# TRY IT:
From the listing below, pull out every line where the string "same" appears.

++++++++++++++++++++

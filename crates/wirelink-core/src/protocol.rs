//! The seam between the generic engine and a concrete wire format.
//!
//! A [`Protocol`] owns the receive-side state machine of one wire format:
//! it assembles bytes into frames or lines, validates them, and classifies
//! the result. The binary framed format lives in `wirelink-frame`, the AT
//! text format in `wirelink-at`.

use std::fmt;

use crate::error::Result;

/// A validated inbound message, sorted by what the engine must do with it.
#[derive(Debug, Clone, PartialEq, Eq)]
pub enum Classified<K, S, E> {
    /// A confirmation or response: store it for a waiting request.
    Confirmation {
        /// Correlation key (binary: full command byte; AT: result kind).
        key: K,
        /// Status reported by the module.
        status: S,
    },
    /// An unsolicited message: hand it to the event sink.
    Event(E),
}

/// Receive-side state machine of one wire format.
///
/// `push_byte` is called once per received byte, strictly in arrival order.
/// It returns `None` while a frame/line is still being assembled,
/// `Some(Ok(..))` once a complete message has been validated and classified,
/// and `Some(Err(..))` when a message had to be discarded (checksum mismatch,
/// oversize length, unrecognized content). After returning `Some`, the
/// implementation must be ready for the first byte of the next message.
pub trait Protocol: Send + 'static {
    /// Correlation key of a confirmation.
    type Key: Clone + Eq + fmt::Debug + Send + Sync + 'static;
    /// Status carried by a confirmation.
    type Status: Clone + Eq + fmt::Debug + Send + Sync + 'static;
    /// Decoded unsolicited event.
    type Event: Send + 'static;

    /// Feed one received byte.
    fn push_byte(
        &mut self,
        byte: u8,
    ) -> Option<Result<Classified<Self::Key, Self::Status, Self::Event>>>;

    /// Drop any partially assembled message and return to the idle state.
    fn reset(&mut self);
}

++++++++++++++++++++

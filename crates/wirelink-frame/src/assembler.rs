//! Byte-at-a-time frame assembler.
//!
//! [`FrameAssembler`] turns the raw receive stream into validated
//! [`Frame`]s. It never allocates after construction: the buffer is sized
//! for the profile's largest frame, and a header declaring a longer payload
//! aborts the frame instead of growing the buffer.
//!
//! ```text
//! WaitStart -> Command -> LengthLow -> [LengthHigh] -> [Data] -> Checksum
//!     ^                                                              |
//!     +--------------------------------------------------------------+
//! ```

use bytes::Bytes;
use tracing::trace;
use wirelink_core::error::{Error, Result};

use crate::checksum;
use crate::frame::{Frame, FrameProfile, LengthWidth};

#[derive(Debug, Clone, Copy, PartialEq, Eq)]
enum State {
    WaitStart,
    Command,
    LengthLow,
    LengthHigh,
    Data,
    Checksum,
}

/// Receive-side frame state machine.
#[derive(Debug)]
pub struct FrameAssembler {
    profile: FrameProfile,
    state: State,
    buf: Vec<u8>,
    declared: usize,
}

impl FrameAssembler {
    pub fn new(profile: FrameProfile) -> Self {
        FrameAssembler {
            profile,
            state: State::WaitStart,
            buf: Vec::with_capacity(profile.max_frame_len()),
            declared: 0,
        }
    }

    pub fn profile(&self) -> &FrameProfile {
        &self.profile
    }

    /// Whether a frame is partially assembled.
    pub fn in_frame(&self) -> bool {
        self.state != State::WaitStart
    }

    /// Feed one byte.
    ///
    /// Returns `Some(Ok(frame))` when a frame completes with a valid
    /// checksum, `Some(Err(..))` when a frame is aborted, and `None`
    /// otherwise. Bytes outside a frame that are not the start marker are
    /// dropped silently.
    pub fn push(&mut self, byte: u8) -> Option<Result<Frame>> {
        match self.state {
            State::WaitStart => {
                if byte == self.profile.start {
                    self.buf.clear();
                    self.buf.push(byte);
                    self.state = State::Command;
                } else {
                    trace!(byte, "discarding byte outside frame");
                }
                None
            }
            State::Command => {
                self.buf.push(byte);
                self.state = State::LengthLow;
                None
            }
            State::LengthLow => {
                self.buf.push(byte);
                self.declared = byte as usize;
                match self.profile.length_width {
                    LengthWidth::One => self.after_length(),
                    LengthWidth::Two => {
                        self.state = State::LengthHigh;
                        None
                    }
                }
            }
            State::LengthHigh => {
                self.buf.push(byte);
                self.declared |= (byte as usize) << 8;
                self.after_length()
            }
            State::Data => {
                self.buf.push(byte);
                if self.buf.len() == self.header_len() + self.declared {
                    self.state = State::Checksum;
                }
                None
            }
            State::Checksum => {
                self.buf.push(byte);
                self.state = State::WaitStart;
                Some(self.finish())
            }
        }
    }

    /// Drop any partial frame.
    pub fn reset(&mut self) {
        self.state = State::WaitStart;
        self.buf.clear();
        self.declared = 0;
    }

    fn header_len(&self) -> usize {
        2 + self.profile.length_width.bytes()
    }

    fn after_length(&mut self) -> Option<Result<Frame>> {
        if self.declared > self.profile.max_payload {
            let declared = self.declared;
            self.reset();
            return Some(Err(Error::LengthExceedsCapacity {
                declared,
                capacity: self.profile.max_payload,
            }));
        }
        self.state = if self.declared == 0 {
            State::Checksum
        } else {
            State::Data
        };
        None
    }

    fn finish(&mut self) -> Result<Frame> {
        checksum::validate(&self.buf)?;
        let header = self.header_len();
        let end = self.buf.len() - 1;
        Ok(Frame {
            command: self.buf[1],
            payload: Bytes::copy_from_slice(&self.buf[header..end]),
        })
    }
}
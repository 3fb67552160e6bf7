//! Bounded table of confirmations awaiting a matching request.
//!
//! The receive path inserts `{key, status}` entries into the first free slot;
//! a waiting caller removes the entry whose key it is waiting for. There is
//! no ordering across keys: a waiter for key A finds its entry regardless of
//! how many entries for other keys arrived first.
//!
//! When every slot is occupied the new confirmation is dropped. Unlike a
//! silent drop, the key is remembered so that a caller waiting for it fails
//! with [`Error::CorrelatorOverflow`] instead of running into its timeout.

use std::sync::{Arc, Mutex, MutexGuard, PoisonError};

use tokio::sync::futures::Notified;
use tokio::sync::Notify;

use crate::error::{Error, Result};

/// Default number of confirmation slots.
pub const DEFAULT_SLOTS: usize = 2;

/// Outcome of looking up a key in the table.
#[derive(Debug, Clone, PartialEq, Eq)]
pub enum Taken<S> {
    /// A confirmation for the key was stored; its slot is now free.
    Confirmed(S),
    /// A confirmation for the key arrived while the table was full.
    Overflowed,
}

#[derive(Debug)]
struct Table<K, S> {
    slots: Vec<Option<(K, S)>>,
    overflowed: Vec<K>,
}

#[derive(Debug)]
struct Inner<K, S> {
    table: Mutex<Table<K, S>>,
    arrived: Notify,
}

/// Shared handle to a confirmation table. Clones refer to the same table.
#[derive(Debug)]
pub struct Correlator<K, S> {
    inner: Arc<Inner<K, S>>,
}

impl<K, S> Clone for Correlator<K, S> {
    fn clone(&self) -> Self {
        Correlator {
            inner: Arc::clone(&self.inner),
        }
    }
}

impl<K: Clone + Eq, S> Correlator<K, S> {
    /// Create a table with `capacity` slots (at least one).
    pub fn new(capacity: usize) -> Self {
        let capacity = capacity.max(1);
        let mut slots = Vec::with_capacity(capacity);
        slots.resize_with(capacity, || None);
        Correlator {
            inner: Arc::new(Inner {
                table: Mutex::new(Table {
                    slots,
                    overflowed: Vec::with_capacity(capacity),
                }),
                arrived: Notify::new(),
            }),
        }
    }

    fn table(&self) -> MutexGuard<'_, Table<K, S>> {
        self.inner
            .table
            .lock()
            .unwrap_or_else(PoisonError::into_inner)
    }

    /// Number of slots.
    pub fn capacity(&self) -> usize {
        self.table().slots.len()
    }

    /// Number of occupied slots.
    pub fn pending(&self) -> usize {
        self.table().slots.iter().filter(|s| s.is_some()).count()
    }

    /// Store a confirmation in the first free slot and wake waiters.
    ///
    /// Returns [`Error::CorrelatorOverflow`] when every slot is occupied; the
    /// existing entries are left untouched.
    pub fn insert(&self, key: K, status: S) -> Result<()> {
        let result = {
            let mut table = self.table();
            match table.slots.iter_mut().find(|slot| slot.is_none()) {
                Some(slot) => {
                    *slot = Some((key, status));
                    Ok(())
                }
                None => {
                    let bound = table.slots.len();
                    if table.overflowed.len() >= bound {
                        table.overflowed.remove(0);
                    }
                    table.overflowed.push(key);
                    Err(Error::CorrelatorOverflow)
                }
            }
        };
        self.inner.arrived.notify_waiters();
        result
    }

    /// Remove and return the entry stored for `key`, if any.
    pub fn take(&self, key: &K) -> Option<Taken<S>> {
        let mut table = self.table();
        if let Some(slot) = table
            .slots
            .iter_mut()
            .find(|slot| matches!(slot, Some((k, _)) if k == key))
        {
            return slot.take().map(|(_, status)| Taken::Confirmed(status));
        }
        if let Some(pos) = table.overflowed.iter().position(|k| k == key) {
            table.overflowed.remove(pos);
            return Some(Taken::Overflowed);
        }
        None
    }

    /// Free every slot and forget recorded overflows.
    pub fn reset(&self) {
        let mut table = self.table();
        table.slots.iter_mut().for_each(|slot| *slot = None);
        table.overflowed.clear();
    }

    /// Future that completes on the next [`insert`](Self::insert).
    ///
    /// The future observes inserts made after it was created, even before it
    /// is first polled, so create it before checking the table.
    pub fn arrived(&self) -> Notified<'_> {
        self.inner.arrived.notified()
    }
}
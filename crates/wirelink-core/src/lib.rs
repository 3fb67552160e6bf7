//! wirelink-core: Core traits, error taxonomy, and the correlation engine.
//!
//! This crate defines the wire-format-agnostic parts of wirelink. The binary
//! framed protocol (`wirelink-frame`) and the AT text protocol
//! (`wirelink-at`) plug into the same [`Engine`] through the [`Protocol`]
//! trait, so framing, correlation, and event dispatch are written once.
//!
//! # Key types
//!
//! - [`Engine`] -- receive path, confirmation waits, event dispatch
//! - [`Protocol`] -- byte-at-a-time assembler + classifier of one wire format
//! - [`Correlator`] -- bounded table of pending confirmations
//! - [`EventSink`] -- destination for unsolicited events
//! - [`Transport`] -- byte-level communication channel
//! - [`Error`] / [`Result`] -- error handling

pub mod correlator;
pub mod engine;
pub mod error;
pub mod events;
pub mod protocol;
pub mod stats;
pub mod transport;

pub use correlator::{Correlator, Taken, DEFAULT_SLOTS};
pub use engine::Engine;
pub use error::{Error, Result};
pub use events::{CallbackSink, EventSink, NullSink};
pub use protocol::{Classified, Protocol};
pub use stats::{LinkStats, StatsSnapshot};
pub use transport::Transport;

++++++++++++++++++++

# SOLUTION TO THIS PROBLEM:
/// Shared handle to a confirmation table. Clones refer to the same table.
//! (`wirelink-at`) plug into the same [`Engine`] through the [`Protocol`]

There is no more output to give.